*** MATERIAL TO PROCESS ***
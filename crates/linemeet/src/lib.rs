//! Minimal-displacement line meeting in 3D.
//!
//! Given lines that generally do not intersect, find the smallest
//! perpendicular shift of each line (least squares over all shifts) such that
//! the shifted lines share one common point.
//!
//! Layers
//! - `geom3`: vectors, lines, normal frames (leaf).
//! - `meet`: parameter layout, constraint records, KKT solve, decoding.
//! - `rand3`: seeded line bundles for tests, benches and the CLI.

pub mod geom3;
pub mod meet;
pub mod rand3;

/// Library version string.
pub const VERSION: &str = env!("CARGO_PKG_VERSION");

pub use geom3::{GeomError, Line3, NormalFrame, Vec3};
pub use meet::{solve, solve_with_cfg, MeetCfg, Meeting, SolveError};

/// Common exports for quick imports in callers.
pub mod prelude {
    pub use crate::geom3::{cross, dot, normal_frame, GeomError, Line3, NormalFrame, Vec3};
    pub use crate::meet::{solve, solve_with_cfg, LineParams, MeetCfg, Meeting, SolveError};
    pub use crate::rand3::{draw_bundle, Bundle, BundleCfg, ReplayToken};
}
//! Tolerances for the line-meeting solve.

/// Solver configuration (tolerances and the SVD iteration cap).
///
/// Defaults are fixed for normal use; tests tighten or loosen them explicitly.
#[derive(Clone, Copy, Debug)]
pub struct MeetCfg {
    /// Singular values of the KKT matrix at or below this count as zero.
    pub eps_rank: f64,
    /// Allowed constraint residual, scaled by `1 + max |start component|`.
    pub eps_residual: f64,
    /// Convergence threshold passed to the SVD.
    pub eps_svd: f64,
    /// SVD iteration cap; `0` means unbounded.
    pub max_svd_iter: usize,
}

impl Default for MeetCfg {
    fn default() -> Self {
        Self {
            eps_rank: 1e-10,
            eps_residual: 1e-8,
            eps_svd: f64::EPSILON,
            max_svd_iter: 10_000,
        }
    }
}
***
▶ [WHAT IS BEING ASKED]
Identify the lines in the entries above that contain "GeomError", then copy them out.

▶ [EXPECTED ANSWER]
pub use geom3::{GeomError, Line3, NormalFrame, Vec3};
    pub use crate::geom3::{cross, dot, normal_frame, GeomError, Line3, NormalFrame, Vec3};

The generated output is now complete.